Nachdenklich betrachtete er mein Gesicht und fügte hinzu:

„Wir können aber eine Weile aufeinander Acht geben und dies Gefühl der Verbundenheit genießen.“

Er lächelte und mit einem breiten Grinsen klopfte er mir auf die Schulter.

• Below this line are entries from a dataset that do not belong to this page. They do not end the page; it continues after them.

//! Review selection and filtering
//!
//! Resolves the two user-chosen selectors (park, feature) to the subset of
//! matching reviews. Matching is exact string equality on canonical names;
//! the original feed order is preserved and an empty result is a normal
//! outcome, not an error.

use crate::catalog::{Catalog, ReviewRecord, ALL_FEATURES, ALL_PARKS};

/// One selector value: everything, or a single canonical name
#[derive(Debug, Clone, PartialEq, Eq, Default)]
pub enum Selection {
    /// No filtering on this axis
    #[default]
    All,
    /// Keep only records matching this canonical name
    Only(String),
}

impl Selection {
    /// Resolve a park selector label ("All Parks" is the sentinel)
    pub fn park_label(label: &str) -> Self {
        if label == ALL_PARKS {
            Selection::All
        } else {
            Selection::Only(label.to_string())
        }
    }

    /// Resolve a feature selector label ("All Features" is the sentinel)
    pub fn feature_label(label: &str) -> Self {
        if label == ALL_FEATURES {
            Selection::All
        } else {
            Selection::Only(label.to_string())
        }
    }

    /// Whether this selection keeps everything
    pub fn is_all(&self) -> bool {
        matches!(self, Selection::All)
    }

    /// Whether a canonical name passes this selection
    pub fn matches(&self, name: &str) -> bool {
        match self {
            Selection::All => true,
            Selection::Only(selected) => selected == name,
        }
    }
}

/// The pair of selector values driving the review feed
#[derive(Debug, Clone, PartialEq, Eq, Default)]
pub struct ReviewFilter {
    /// Park selector
    pub park: Selection,
    /// Feature selector
    pub feature: Selection,
}

impl ReviewFilter {
    /// Unfiltered view (both selectors at their sentinel)
    pub fn all() -> Self {
        Self::default()
    }

    /// Build a filter from the two selector values
    pub fn new(park: Selection, feature: Selection) -> Self {
        Self { park, feature }
    }

    /// Build a filter from optional canonical names, as the API receives
    /// them: `None` means the selector is at its sentinel.
    pub fn from_names(park: Option<&str>, feature: Option<&str>) -> Self {
        Self {
            park: park.map_or(Selection::All, Selection::park_label),
            feature: feature.map_or(Selection::All, Selection::feature_label),
        }
    }

    /// Whether a review passes both selectors
    pub fn matches(&self, review: &ReviewRecord) -> bool {
        self.park.matches(review.park) && self.feature.matches(review.feature)
    }
}

/// Filter the catalog's review feed, preserving insertion order.
///
/// Returns an empty vector when nothing matches; callers render the
/// empty-state notice instead of treating this as a failure.
pub fn filter_reviews(catalog: &Catalog, filter: &ReviewFilter) -> Vec<&'static ReviewRecord> {
    catalog
        .reviews()
        .iter()
        .filter(|r| filter.matches(r))
        .collect()
}

#[cfg(test)]
mod tests {
    use super::*;
    use crate::catalog::Sentiment;

    #[test]
    fn test_all_all_returns_full_feed_in_order() {
        let catalog = Catalog::global();
        let reviews = filter_reviews(catalog, &ReviewFilter::all());

        assert_eq!(reviews.len(), catalog.reviews().len());
        for (got, expected) in reviews.iter().zip(catalog.reviews()) {
            assert_eq!(*got, expected);
        }
    }

    #[test]
    fn test_park_filter_returns_exact_subset() {
        let catalog = Catalog::global();
        for park in catalog.parks() {
            let filter = ReviewFilter::from_names(Some(park.name), None);
            let reviews = filter_reviews(catalog, &filter);

            let expected: Vec<_> = catalog
                .reviews()
                .iter()
                .filter(|r| r.park == park.name)
                .collect();
            assert_eq!(reviews, expected, "park {}", park.name);
        }
    }

    #[test]
    fn test_feature_filter() {
        let catalog = Catalog::global();
        let filter = ReviewFilter::from_names(None, Some("Wildlife"));
        let reviews = filter_reviews(catalog, &filter);

        assert_eq!(reviews.len(), 4);
        assert!(reviews.iter().all(|r| r.feature == "Wildlife"));
    }

    #[test]
    fn test_zero_matches_yields_empty_vec() {
        let catalog = Catalog::global();

        // Dry Tortugas has no Parking review
        let filter = ReviewFilter::from_names(Some("Dry Tortugas"), Some("Parking"));
        assert!(filter_reviews(catalog, &filter).is_empty());

        // Unknown park is treated the same way: empty, not an error
        let filter = ReviewFilter::from_names(Some("Nonexistent Park"), None);
        assert!(filter_reviews(catalog, &filter).is_empty());
    }

    #[test]
    fn test_zion_camping_scenario() {
        let catalog = Catalog::global();
        let filter = ReviewFilter::from_names(Some("Zion"), Some("Camping"));
        let reviews = filter_reviews(catalog, &filter);

        assert_eq!(reviews.len(), 1);
        assert_eq!(reviews[0].sentiment, Sentiment::Negative);
        assert_eq!(
            reviews[0].text,
            "Campgrounds were overcrowded and facilities needed maintenance."
        );
    }

    #[test]
    fn test_sentinel_labels_select_everything() {
        let catalog = Catalog::global();
        let filter = ReviewFilter::from_names(Some("All Parks"), Some("All Features"));
        assert_eq!(
            filter_reviews(catalog, &filter).len(),
            catalog.reviews().len()
        );
        assert!(filter.park.is_all());
        assert!(filter.feature.is_all());
    }
}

„Ich sehe dich jeden Morgen zum Baum gehen. Ich bin der alte Förster, der am Waldeingang lebt. Ich freue mich darüber, dass jemand meine Liebe zum Wald teilt.“

Mit winkender Hand drehte er sich um, hob die Äste der Büsche und wollte gerade verschwinden, als mir dann doch etwas auf der Zunge brannte:

„Entschuldigung, eine Frage hätte ich noch … wie konnten sie so sicher sein, dass sie den Stein genau hier verloren haben?“

Verschmitzt drehte er sich um, zwinkerte mit seinem rechten Auge und meinte:

„Weil ich ihn dort hingelegt hatte!“


Anm. z. Titel:

Der Wald ist eine Gemeinschaft. Gegenseitige Hilfe und Informationsweitergabe zwischen den Bäumen und Sträuchern ist eine Selbstverständlichkeit, um ein Überleben zu sichern. So einfach und schön kann Leben sein.

Anm. z. Text:

Jedes uns widerfahrende Ereignis und sei es noch so klein, birgt sein Geheimnis. Es ist da, wie die Sonne mit ihren geheimnisvollen Stürmen oder der Erdmittelpunkt mit seinen magischen Fähigkeiten. Es obliegt uns ganz allein, was wir damit machen. Wenn wir ein Ü-Ei geschenkt bekommen, dann gibt es darauf unterschiedliche Reaktionen: Die einen genießen die Schokolade und spielen unbeobachtet selbstvergessen auf ihrem Knie mit einem Spielzeug, das in seiner Einfachheit bezaubert. Andere verschenken es samt und sonders weiter und geben dem Kleinen keinerlei Beachtung. Wiederum andere werfen es als Tand in den Mülleimer, weil sie sich dem entwachsen fühlen. Selbst die eigentlich immerwährende Neugier vermochte dann nicht mehr darauf einen Hinweis zu verschenken, da sie schon lange durch den Alltag erstickt war. Wir haben die Wahl!

Warum manchmal merkwürdige Dinge geschehen, kann ich einfach nicht sagen, aber ich bin mir ganz sicher, dass sie dafür da sind, um etwas zu verändern. Uns!